Es inevitable envejecer; pero no se puede ser buen anciano —y son tan necesarios— sin mucha
gracia de Dios y sin una continua lucha personal. Por ello, la vejez, que es tiempo de serena
recogida de frutos, puede ser también tiempo de naufragios. Se atribuye al general De Gaulle esta
descripción amarga de la ancianidad: «La vejez es un naufragio.» La frase debe calificarse en
ocasiones como de muy justa. No es sólo un naufragio de las fuerzas físicas o una disminución
paulatina de las mismas fuerzas morales: inteligencia y voluntad. Es un naufragio de todo el
hombre. Digamos que en la vejez puede revelarse con todas sus fuerzas —y sin piadosas vendas
que lo oculten—el naufragio de toda una vida. Tantas veces el estrepitoso derrumbamiento moral
de la vejez muestra que se naufragó en la adolescencia, en la juventud, en la madurez. Metido en
la corriente de la vida, se intentó almacenar, como el cocodrilo, las pequeñas piezas cobradas en
sórdidas cacerías, y el paso del tiempo lo único que hace es difundir su olor a podrido.
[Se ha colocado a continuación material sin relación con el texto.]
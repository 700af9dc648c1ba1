use std::str::FromStr;
use std::sync::Arc;

use agent_actions_core::{
    Action, ActionExample, ActionMetadata, Agent, Constraint, FieldContract, FieldKind,
    FieldSpec, ParsedArgs,
};
use anyhow::{anyhow, Context, Result};
use async_trait::async_trait;
use serde::Deserialize;
use serde_json::json;
use solana_sdk::pubkey::Pubkey;

use crate::TokenActions;

fn parse_pubkey(field: &str, value: &str) -> Result<Pubkey> {
    Pubkey::from_str(value).map_err(|e| anyhow!("invalid {field} address '{value}': {e}"))
}

fn parse_optional_pubkey(field: &str, value: Option<&str>) -> Result<Option<Pubkey>> {
    value.map(|v| parse_pubkey(field, v)).transpose()
}

// =============================================================================
// get_wallet_details - Address and network of the agent's wallet
// =============================================================================

#[derive(Debug)]
pub struct GetWalletDetailsAction {
    meta: ActionMetadata,
}

impl GetWalletDetailsAction {
    pub fn new() -> Self {
        let meta = ActionMetadata::new(
            "get_wallet_details",
            "Get the address of the agent's wallet and the network it is connected to.",
            FieldContract::strict(),
        )
        .with_similes(&["wallet address", "show wallet", "which network"])
        .with_example(ActionExample {
            input: json!({}),
            output: json!({
                "address": "7xKXtg2CW87d97TXJSDpbD5jBkheTqA83TZRuJosgAsU",
                "network": "solana-devnet",
                "protocolFamily": "solana",
            })
            .to_string(),
            explanation: "Get the wallet address and network".to_string(),
        });

        Self { meta }
    }
}

impl Default for GetWalletDetailsAction {
    fn default() -> Self {
        Self::new()
    }
}

#[async_trait]
impl Action for GetWalletDetailsAction {
    fn metadata(&self) -> &ActionMetadata {
        &self.meta
    }

    async fn call(&self, agent: &Agent, _args: ParsedArgs) -> Result<String> {
        Ok(json!({
            "address": agent.address(),
            "network": agent.network.network_id,
            "protocolFamily": agent.network.protocol_family,
        })
        .to_string())
    }
}

// =============================================================================
// get_balance - SOL or SPL token balance
// =============================================================================

pub struct GetBalanceAction {
    meta: ActionMetadata,
    backend: Arc<dyn TokenActions>,
}

impl GetBalanceAction {
    pub fn new(backend: Arc<dyn TokenActions>) -> Self {
        let contract = FieldContract::strict().field(
            FieldSpec::optional("tokenAddress", FieldKind::String)
                .with_description("Optional SPL token mint address; if omitted, SOL balance is returned"),
        );

        let meta = ActionMetadata::new(
            "get_balance",
            "Get the balance of the agent's wallet. If no tokenAddress is provided, the balance will be in SOL.",
            contract,
        )
        .with_similes(&["check balance", "get wallet balance", "check token balance"])
        .with_example(ActionExample {
            input: json!({}),
            output: json!({"status": "success", "balance": "100", "token": "SOL"}).to_string(),
            explanation: "Get SOL balance of the wallet".to_string(),
        })
        .with_example(ActionExample {
            input: json!({"tokenAddress": "EPjFWdd5AufqSSqeM2qN1xzybapC8G4wEGGkZwyTDt1v"}),
            output: json!({
                "status": "success",
                "balance": "1000",
                "token": "EPjFWdd5AufqSSqeM2qN1xzybapC8G4wEGGkZwyTDt1v",
            })
            .to_string(),
            explanation: "Get USDC token balance".to_string(),
        });

        Self { meta, backend }
    }
}

#[async_trait]
impl Action for GetBalanceAction {
    fn metadata(&self) -> &ActionMetadata {
        &self.meta
    }

    async fn call(&self, agent: &Agent, args: ParsedArgs) -> Result<String> {
        let token_address = args.str("tokenAddress");
        let mint = parse_optional_pubkey("token", token_address)?;

        let balance = self
            .backend
            .get_balance(agent, agent.wallet.pubkey(), mint)
            .await
            .context("failed to fetch balance")?;

        Ok(json!({
            "status": "success",
            "balance": balance.to_string(),
            "token": token_address.unwrap_or("SOL"),
        })
        .to_string())
    }
}

// =============================================================================
// transfer - Send SOL or SPL tokens
// =============================================================================

pub struct TransferAction {
    meta: ActionMetadata,
    backend: Arc<dyn TokenActions>,
}

impl TransferAction {
    pub fn new(backend: Arc<dyn TokenActions>) -> Self {
        let contract = FieldContract::strict()
            .field(
                FieldSpec::required("to", FieldKind::String)
                    .with_description("Destination Solana address")
                    .with_constraint(Constraint::MinLength(32))
                    .with_constraint(Constraint::MaxLength(44)),
            )
            .field(
                FieldSpec::required("amount", FieldKind::Amount)
                    .with_description("Amount of SOL or tokens to transfer, as a decimal string")
                    .with_constraint(Constraint::Positive),
            )
            .field(
                FieldSpec::optional("mint", FieldKind::String)
                    .with_description("SPL token mint address; omit for native SOL"),
            );

        let meta = ActionMetadata::new(
            "transfer",
            "Transfer SOL or SPL tokens from the agent's wallet to another address",
            contract,
        )
        .with_similes(&["send sol", "send tokens", "transfer to another wallet"])
        .with_example(ActionExample {
            input: json!({
                "to": "8x2dR8Mpzuz2YqyZyZjUbYWKSWesBo5jMx2Q9Y86udVk",
                "amount": "0.1",
            }),
            output: json!({"status": "success", "signature": "example_signature"}).to_string(),
            explanation: "Transfer 0.1 SOL to the given address".to_string(),
        });

        Self { meta, backend }
    }
}

#[async_trait]
impl Action for TransferAction {
    fn metadata(&self) -> &ActionMetadata {
        &self.meta
    }

    async fn call(&self, agent: &Agent, args: ParsedArgs) -> Result<String> {
        #[derive(Deserialize)]
        struct Input {
            to: String,
            #[serde(default)]
            mint: Option<String>,
        }

        let parsed: Input = args.parse()?;
        let amount = args
            .amount("amount")
            .ok_or_else(|| anyhow!("amount is missing"))?;
        let to = parse_pubkey("destination", &parsed.to)?;
        let mint = parse_optional_pubkey("mint", parsed.mint.as_deref())?;

        tracing::info!(%to, %amount, mint = ?mint, "submitting transfer");
        let signature = self
            .backend
            .transfer(agent, to, amount.clone(), mint)
            .await
            .context("transfer failed")?;

        Ok(json!({
            "status": "success",
            "signature": signature,
            "amount": args.str("amount"),
            "to": parsed.to,
            "token": parsed.mint.unwrap_or_else(|| "SOL".to_string()),
        })
        .to_string())
    }
}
En oposición a la adolescencia —que es tiempo de promesas y de esperanzas, tiempo en que el


ensueño desdibuja los perfiles de las cosas y de las acciones—, la ancianidad es tiempo de
recuento, de verdad desnuda, de examen de conciencia. Y aquí radica no poco de su utilidad y de
su grandeza. Digamos que la misma debilidad de la vejez es su mayor fuerza y, a una mirada
cristiana, uno de sus principales encantos.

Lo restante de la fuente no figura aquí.